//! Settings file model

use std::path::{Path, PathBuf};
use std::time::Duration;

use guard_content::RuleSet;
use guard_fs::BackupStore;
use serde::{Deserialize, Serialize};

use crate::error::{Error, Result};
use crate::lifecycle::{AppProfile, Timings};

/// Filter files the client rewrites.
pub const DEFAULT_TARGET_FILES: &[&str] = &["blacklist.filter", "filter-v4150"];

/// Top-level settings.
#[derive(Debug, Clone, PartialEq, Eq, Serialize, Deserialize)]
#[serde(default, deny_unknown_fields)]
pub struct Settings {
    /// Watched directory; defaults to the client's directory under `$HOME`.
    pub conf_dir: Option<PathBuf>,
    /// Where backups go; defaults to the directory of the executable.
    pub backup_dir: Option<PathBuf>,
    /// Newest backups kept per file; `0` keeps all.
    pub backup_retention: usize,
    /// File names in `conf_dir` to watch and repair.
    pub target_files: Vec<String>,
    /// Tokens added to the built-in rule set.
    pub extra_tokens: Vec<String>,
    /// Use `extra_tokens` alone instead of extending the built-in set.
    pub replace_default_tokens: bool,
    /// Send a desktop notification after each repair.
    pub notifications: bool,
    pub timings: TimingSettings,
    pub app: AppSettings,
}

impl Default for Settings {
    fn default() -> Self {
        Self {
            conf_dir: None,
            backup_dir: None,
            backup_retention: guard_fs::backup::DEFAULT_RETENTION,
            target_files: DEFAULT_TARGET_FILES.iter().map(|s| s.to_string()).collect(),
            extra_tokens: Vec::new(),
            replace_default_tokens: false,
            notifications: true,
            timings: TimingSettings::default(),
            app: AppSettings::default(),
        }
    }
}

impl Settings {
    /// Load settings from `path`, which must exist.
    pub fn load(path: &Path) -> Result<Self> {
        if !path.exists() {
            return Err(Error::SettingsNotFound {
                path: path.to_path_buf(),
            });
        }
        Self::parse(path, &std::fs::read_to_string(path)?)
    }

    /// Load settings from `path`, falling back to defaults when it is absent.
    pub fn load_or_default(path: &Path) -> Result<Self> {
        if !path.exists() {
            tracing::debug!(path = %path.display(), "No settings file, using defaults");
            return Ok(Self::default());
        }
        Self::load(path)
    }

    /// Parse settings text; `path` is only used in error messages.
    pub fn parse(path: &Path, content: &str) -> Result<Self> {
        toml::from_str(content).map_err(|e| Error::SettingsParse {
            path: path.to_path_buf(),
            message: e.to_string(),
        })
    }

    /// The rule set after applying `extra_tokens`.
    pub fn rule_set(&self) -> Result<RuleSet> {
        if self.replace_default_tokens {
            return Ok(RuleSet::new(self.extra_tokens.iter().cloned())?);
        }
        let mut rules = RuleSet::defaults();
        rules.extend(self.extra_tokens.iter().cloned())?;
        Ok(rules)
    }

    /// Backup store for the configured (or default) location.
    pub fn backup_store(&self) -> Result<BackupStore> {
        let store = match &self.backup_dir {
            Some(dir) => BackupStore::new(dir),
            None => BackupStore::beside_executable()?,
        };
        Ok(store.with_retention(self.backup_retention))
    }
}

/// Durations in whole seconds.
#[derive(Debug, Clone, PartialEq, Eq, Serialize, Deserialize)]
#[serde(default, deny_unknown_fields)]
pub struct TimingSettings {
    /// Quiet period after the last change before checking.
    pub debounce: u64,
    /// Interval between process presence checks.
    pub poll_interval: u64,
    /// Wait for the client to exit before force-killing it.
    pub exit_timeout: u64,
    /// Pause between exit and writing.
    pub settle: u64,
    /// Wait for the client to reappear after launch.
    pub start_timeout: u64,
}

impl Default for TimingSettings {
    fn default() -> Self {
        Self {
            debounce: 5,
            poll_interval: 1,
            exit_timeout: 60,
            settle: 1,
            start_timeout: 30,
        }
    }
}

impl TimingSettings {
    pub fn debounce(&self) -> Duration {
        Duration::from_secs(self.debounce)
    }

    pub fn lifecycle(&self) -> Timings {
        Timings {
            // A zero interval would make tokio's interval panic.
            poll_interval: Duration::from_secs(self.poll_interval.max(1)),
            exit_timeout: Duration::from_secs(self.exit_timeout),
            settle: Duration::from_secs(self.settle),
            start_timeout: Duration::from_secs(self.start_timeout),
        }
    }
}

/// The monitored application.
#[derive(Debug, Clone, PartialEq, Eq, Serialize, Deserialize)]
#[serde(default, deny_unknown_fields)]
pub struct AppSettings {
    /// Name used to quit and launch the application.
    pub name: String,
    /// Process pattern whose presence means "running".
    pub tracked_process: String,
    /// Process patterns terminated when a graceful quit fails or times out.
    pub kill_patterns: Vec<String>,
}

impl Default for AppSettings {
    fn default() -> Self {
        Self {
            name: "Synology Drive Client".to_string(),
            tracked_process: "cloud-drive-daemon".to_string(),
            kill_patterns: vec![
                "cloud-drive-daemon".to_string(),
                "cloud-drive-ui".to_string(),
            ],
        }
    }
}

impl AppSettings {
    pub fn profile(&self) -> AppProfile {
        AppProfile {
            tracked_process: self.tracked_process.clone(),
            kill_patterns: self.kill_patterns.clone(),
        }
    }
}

********************

> **About this exercise**: In the listing above, find each line containing "iter" and copy it.

> **The answer**:
            target_files: DEFAULT_TARGET_FILES.iter().map(|s| s.to_string()).collect(),
            return Ok(RuleSet::new(self.extra_tokens.iter().cloned())?);
        rules.extend(self.extra_tokens.iter().cloned())?;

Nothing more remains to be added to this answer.